Une résolution du 10e congrès de l’IDC du 8 février 1993, relative à la situation dramatique au Rwanda à la suite des attaques du 8 février 1993 ; le document est signé par André Louis ainsi que par Brian Palmer, secrétaire général adjoint de l’IDC :

" L’IDC condamne également toutes les violences intérieures et demande à l’ensemble des forces politiques et sociales du pays de s’unir pour conduire jusqu’au bout les processus de paix et de démocratisation.
Après la conclusion des accords d’Arusha, l’IDC a pris nettement et publiquement position en faveur de l’application de ceux-ci. Dans ses contacts avec les forces politiques rwandaises, elle a souligné le caractère précaire de ces accords, dont la réalisation n’était garantie par aucune autorité et dépendait entièrement de la seule bonne volonté des parties en présence, recommandant notamment de raccourcir les délais et d’avancer le processus électoral. L’IDC a réaffirmé cette position, notamment lors d’un entretien avec le FPR qui a eu lieu le 24 novembre 1993.
(...) L’IDC condamne avec horreur les tueries qui ont été perpétrées au Rwanda, quels qu’en étaient les auteurs...
L’IDC rappelle à l’armée de la République rwandaise que son devoir sacré et imprescriptible consiste à protéger indistinctement tous les citoyens rwandais quelle que soit leur ethnie. "

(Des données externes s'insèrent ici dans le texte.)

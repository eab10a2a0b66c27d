#![allow(dead_code)]

use indel_segmenter::{GenomicRecord, ParentSegment};

/// Indel annotation for one position of a synthetic stream.
#[derive(Debug, Clone, Copy)]
pub enum Mark {
    /// Indel evidence count at the position.
    Evidence(u32),
    /// Confirmed indel.
    TrueIndel,
}

/// Records for every position of `range` on `chrom`, annotated by `marks`.
pub fn annotated_records(
    chrom: &str,
    range: std::ops::RangeInclusive<u32>,
    marks: &[(u32, Mark)],
) -> Vec<GenomicRecord> {
    range
        .map(|pos| {
            let record = GenomicRecord::new(chrom, pos);
            match marks.iter().find(|(p, _)| *p == pos).map(|(_, mark)| *mark) {
                Some(Mark::Evidence(count)) => record.with_indel_evidence(count),
                Some(Mark::TrueIndel) => record.with_true_indel(true),
                None => record,
            }
        })
        .collect()
}

/// Overlay-free parent segment over `range` on chr1.
pub fn annotated_segment(
    range: std::ops::RangeInclusive<u32>,
    marks: &[(u32, Mark)],
) -> ParentSegment {
    ParentSegment::from_records(annotated_records("chr1", range, marks))
        .expect("synthetic records form a valid segment")
}

/// Install a test subscriber so verbose diagnostics show up with `--nocapture`.
pub fn init_tracing() {
    let _ = tracing_subscriber::fmt()
        .with_env_filter(
            tracing_subscriber::EnvFilter::try_from_default_env()
                .unwrap_or_else(|_| tracing_subscriber::EnvFilter::new("info")),
        )
        .with_test_writer()
        .try_init();
}
#[cfg(feature = "serde")]
use serde::{Deserialize, Serialize};
use thiserror::Error;

/// Errors raised by invalid split configuration.
#[derive(Debug, Error, PartialEq, Eq)]
pub enum ConfigError {
    /// Window size must be positive.
    #[error("invalid window size {0}: must be > 0")]
    InvalidWindowSize(u32),
}

/// Parameters of the candidate-indel split strategy.
#[derive(Debug, Clone, PartialEq, Eq)]
#[cfg_attr(feature = "serde", derive(Serialize, Deserialize))]
pub struct SplitConfig {
    /// Maximum distance between a window's anchor and any record it includes.
    pub window_size: u32,
    /// Minimum indel evidence count for a candidate indel.
    pub candidate_indel_threshold: u32,
    /// Emit per-segment diagnostics at info level.
    #[cfg_attr(feature = "serde", serde(default))]
    pub verbose: bool,
    /// Move the anchor of the current window to each adjacent indel of a run.
    #[cfg_attr(feature = "serde", serde(default))]
    pub reanchor_adjacent_indels: bool,
}

impl SplitConfig {
    /// Construct a validated configuration.
    pub fn new(window_size: u32, candidate_indel_threshold: u32) -> Result<Self, ConfigError> {
        let config = Self {
            window_size,
            candidate_indel_threshold,
            verbose: false,
            reanchor_adjacent_indels: false,
        };
        config.validate()?;
        Ok(config)
    }

    /// Enable verbose diagnostics.
    pub fn with_verbose(mut self, enabled: bool) -> Self {
        self.verbose = enabled;
        self
    }

    /// Re-anchor windows on adjacent indels instead of keeping the first one.
    pub fn with_reanchoring(mut self, enabled: bool) -> Self {
        self.reanchor_adjacent_indels = enabled;
        self
    }

    /// Check invariants; fields are public so callers may have edited them.
    pub fn validate(&self) -> Result<(), ConfigError> {
        if self.window_size == 0 {
            return Err(ConfigError::InvalidWindowSize(self.window_size));
        }
        Ok(())
    }
}
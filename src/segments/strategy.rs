use tracing::{debug, info};

use crate::segments::{
    ConfigError, GenomicRecord, ParentSegment, SlidingPositionWindow, SplitConfig, SubSegment,
};

/// Emit at info level when verbose, at debug level otherwise.
macro_rules! diagnostic {
    ($verbose:expr, $($arg:tt)+) => {
        if $verbose {
            info!($($arg)+);
        } else {
            debug!($($arg)+);
        }
    };
}

/// Policy partitioning a parent segment into sub-segments.
pub trait SplitStrategy {
    /// Split `segment`, returning windows in the order their anchors were seen.
    fn apply<'a>(&self, segment: &'a ParentSegment) -> Vec<SubSegment<'a>>;
}

/// Opens one window around each candidate indel that does not directly follow
/// the previous one.
///
/// The strategy only holds configuration. Streaming state lives in a
/// [`SplitContext`] created per segment, so one strategy can split many
/// segments concurrently.
#[derive(Debug, Clone)]
pub struct SingleCandidateIndelSplitStrategy {
    config: SplitConfig,
}

impl SingleCandidateIndelSplitStrategy {
    /// Create a strategy from a configuration.
    pub fn new(config: SplitConfig) -> Result<Self, ConfigError> {
        config.validate()?;
        Ok(Self { config })
    }

    /// Create a strategy from its three recognised options.
    pub fn with_parameters(
        window_size: u32,
        candidate_indel_threshold: u32,
        verbose: bool,
    ) -> Result<Self, ConfigError> {
        Self::new(SplitConfig::new(window_size, candidate_indel_threshold)?.with_verbose(verbose))
    }

    /// Configuration in use.
    pub fn config(&self) -> &SplitConfig {
        &self.config
    }

    /// Start a streaming split of `segment`.
    pub fn context<'a>(&self, segment: &'a ParentSegment) -> SplitContext<'a> {
        SplitContext::new(segment, self.config.clone())
    }
}

impl SplitStrategy for SingleCandidateIndelSplitStrategy {
    fn apply<'a>(&self, segment: &'a ParentSegment) -> Vec<SubSegment<'a>> {
        let mut context = self.context(segment);
        for record in segment.all_records() {
            context.push(record);
        }
        context.finish()
    }
}

/// Mutable state of one segmentation task.
///
/// Owns the sliding window of recent positions, the previous-indel cursor and
/// the windows opened so far. Every update takes `&mut self`.
///
/// A window is closed as soon as a record lies more than `window_size` past
/// its anchor. Anchors only grow, so closed windows always form a prefix of
/// `sub_segments` and only the suffix from `first_open` is fed.
#[derive(Debug)]
pub struct SplitContext<'a> {
    parent: &'a ParentSegment,
    config: SplitConfig,
    window: SlidingPositionWindow,
    previous_indel_position: Option<u32>,
    sub_segments: Vec<SubSegment<'a>>,
    first_open: usize,
    records_seen: usize,
}

impl<'a> SplitContext<'a> {
    fn new(parent: &'a ParentSegment, config: SplitConfig) -> Self {
        Self {
            parent,
            window: SlidingPositionWindow::new(config.window_size),
            config,
            previous_indel_position: None,
            sub_segments: Vec::new(),
            first_open: 0,
            records_seen: 0,
        }
    }

    /// Consume the next record of the parent's view.
    pub fn push(&mut self, record: &GenomicRecord) {
        debug_assert_eq!(record.reference_id, *self.parent.reference_id());
        self.records_seen += 1;
        self.window.push(record.position);

        self.close_passed(record.position);
        for sub_segment in &mut self.sub_segments[self.first_open..] {
            if sub_segment.is_open() {
                sub_segment.add(record);
            }
        }

        if !record.is_indel_site(self.config.candidate_indel_threshold) {
            return;
        }

        let adjacent = self
            .previous_indel_position
            .is_some_and(|previous| record.position.checked_sub(previous) == Some(1));
        if !adjacent {
            let sub_segment =
                SubSegment::new(&self.window, self.parent, record, self.config.window_size);
            self.sub_segments.push(sub_segment);
        } else if self.config.reanchor_adjacent_indels {
            if let Some(current) = self.sub_segments.last_mut() {
                if current.is_open() {
                    current.new_indel(record.position);
                }
            }
        }
        self.previous_indel_position = Some(record.position);
    }

    /// Close the leading windows that `position` has moved past.
    fn close_passed(&mut self, position: u32) {
        let window_size = self.config.window_size;
        while let Some(sub_segment) = self.sub_segments.get_mut(self.first_open) {
            if position <= sub_segment.indel_position().saturating_add(window_size) {
                break;
            }
            sub_segment.force_close();
            self.first_open += 1;
        }
    }

    /// Windows opened so far.
    pub fn sub_segments(&self) -> &[SubSegment<'a>] {
        &self.sub_segments
    }

    /// Number of records pushed.
    pub fn records_seen(&self) -> usize {
        self.records_seen
    }

    /// Position of the most recent candidate indel.
    pub fn previous_indel_position(&self) -> Option<u32> {
        self.previous_indel_position
    }

    /// Close every window and return them in anchor order.
    pub fn finish(mut self) -> Vec<SubSegment<'a>> {
        for sub_segment in self.sub_segments.iter_mut() {
            sub_segment.force_close();
        }
        self.report();
        self.sub_segments
    }

    fn report(&self) {
        let verbose = self.config.verbose;
        if self.sub_segments.is_empty() {
            diagnostic!(
                verbose,
                "No candidate indel found in this segment {}-{}",
                self.parent.first_position(),
                self.parent.last_position()
            );
        }
        for sub_segment in &self.sub_segments {
            diagnostic!(
                verbose,
                "New subsegment around candidate indel at {} ({}-{})",
                sub_segment.indel_position(),
                sub_segment.first_position(),
                sub_segment.last_position()
            );
        }
        diagnostic!(verbose, "Subsegments found {}", self.sub_segments.len());
    }
}
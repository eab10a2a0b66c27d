//! Indel-centred segmentation of genomic record streams.
//!
//! A [`ParentSegment`] owns a contiguous run of [`GenomicRecord`]s plus a
//! [`RecordOverlay`] of hidden and spliced records. A [`SplitStrategy`]
//! streams the segment once and produces [`SubSegment`] windows, each a
//! borrowed view anchored on a candidate indel.

mod assembler;
mod config;
mod overlay;
mod parent;
mod record;
mod strategy;
mod sub_segment;
mod window;

pub use assembler::SegmentAssembler;
pub use config::{ConfigError, SplitConfig};
pub use overlay::{RecordOverlay, RecordView};
pub use parent::{ParentSegment, ParentSegmentBuilder, SegmentError};
pub use record::{AlleleCount, GenomicRecord, SampleEvidence};
pub use strategy::{SingleCandidateIndelSplitStrategy, SplitContext, SplitStrategy};
pub use sub_segment::SubSegment;
pub use window::SlidingPositionWindow;
//! # Indel-centred segmentation of genomic record streams
//!
//! Downstream feature extraction and model inference only need the context
//! around insertion/deletion sites. This library cuts a position-ordered
//! stream of per-position records into bounded windows centred on candidate
//! indels.
//!
//! ## Pipeline
//!
//! 1. **Assembly**: group the stream into contiguous [`ParentSegment`]s
//!    (a new segment starts on a reference change or a position gap)
//! 2. **Splitting**: stream each segment once, tracking a sliding window of
//!    recent positions, and open a [`SubSegment`] at each candidate indel
//!    that does not directly follow the previous one
//! 3. **Viewing**: each sub-segment lazily exposes the parent's records in
//!    its bounds, honouring hidden records and spliced insertions
//!
//! ## Usage Example
//!
//! ```
//! use indel_segmenter::{GenomicRecord, Segmenter, SplitConfig};
//!
//! let records = (100..=110).map(|pos| {
//!     GenomicRecord::new("chr1", pos).with_indel_evidence(if pos == 104 { 2 } else { 0 })
//! });
//! let segmenter = Segmenter::new(SplitConfig::new(3, 2)?, 10)?;
//! let summary = segmenter.run(records, |_parent, subs| {
//!     assert_eq!(subs[0].indel_position(), 104);
//!     Ok(())
//! })?;
//! assert_eq!(summary.sub_segments, 1);
//! # Ok::<(), anyhow::Error>(())
//! ```

#![warn(missing_docs, missing_debug_implementations)]
#![allow(clippy::new_without_default)]

pub mod segments; // Segmentation engine

pub use segments::{
    ConfigError, GenomicRecord, ParentSegment, RecordOverlay, SegmentAssembler, SegmentError,
    SingleCandidateIndelSplitStrategy, SlidingPositionWindow, SplitConfig, SplitStrategy,
    SubSegment,
};

use anyhow::Context;

/// Counters reported by [`Segmenter::run`].
#[derive(Debug, Clone, Default, PartialEq, Eq)]
pub struct SegmentationSummary {
    /// Parent segments assembled from the stream.
    pub segments: usize,
    /// Sub-segments produced across all segments.
    pub sub_segments: usize,
    /// Segments in which no candidate indel was found.
    pub segments_without_indels: usize,
    /// Records visible through the segments' overlay-aware views.
    pub records: usize,
}

/// Assembles a record stream into segments and splits each of them.
#[derive(Debug, Clone)]
pub struct Segmenter {
    strategy: SingleCandidateIndelSplitStrategy,
    gap: u32,
}

impl Segmenter {
    /// Create a segmenter; `gap` is the largest position distance kept inside
    /// one parent segment.
    pub fn new(config: SplitConfig, gap: u32) -> Result<Self, ConfigError> {
        Ok(Self {
            strategy: SingleCandidateIndelSplitStrategy::new(config)?,
            gap,
        })
    }

    /// Strategy applied to each segment.
    pub fn strategy(&self) -> &SingleCandidateIndelSplitStrategy {
        &self.strategy
    }

    /// Segment `records`, handing each parent and its windows to `visit`.
    ///
    /// Stops at the first visitor error.
    pub fn run<I, F>(&self, records: I, mut visit: F) -> anyhow::Result<SegmentationSummary>
    where
        I: IntoIterator<Item = GenomicRecord>,
        F: FnMut(&ParentSegment, &[SubSegment<'_>]) -> anyhow::Result<()>,
    {
        let mut summary = SegmentationSummary::default();

        for segment in SegmentAssembler::new(records, self.gap) {
            let sub_segments = self.strategy.apply(&segment);

            summary.segments += 1;
            summary.sub_segments += sub_segments.len();
            summary.records +=
                segment.actual_length(segment.first_position(), segment.last_position());
            if sub_segments.is_empty() {
                summary.segments_without_indels += 1;
            }

            visit(&segment, &sub_segments).with_context(|| {
                format!(
                    "failed to process segment {}:{}-{}",
                    segment.reference_id(),
                    segment.first_position(),
                    segment.last_position()
                )
            })?;
        }

        Ok(summary)
    }
}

une note interne du 8 mars 1993 que M. Alain de Brouwer adressait à M. André Louis. Cette note fait suite aux allocutions que firent le président Habyarimana à Ruhengeri le 15 novembre 1992 et M. Léon Mugesera, vice-président du MRND, à Gisenyi, le 22 novembre 1992.

Dans une réaction à la première remarque de M. Alain De Brouwer à propos de l’allocution que fit le président Habyarimana, le 15 novembre 1992, à Ruhengeri, et, en particulier, au reproche adressé au président à propos de sa déclaration selon laquelle : " Les accords d’Arusha (375c) sont un chiffon de papier, ce n’est pas la paix " et que son ministre des Affaires étrangères " ne doit pas truquer certaines choses et dire qu’en ramenant un chiffon de papier, il ramène la paix " , M. André Louis répond :

" 1. Il faudrait pouvoir contrôler l’authenticité du document.
2. Même en se basant sur le texte disponible, il s’agit d’un discours de meeting particulièrement modéré.
L’utilisation du terme " chiffon " de papier dans la traduction française est une évidente manipulation occidentale pour discréditer le président en établissant une analogie avec le fameux terme de " chiffon de papier ", par lequel Hitler qualifiait les accords de Munich.
Le président a voulu dire un " bout de papier ", " un morceau de papier " et il a raison de souligner que cela ne suffit pas pour garantir la paix. "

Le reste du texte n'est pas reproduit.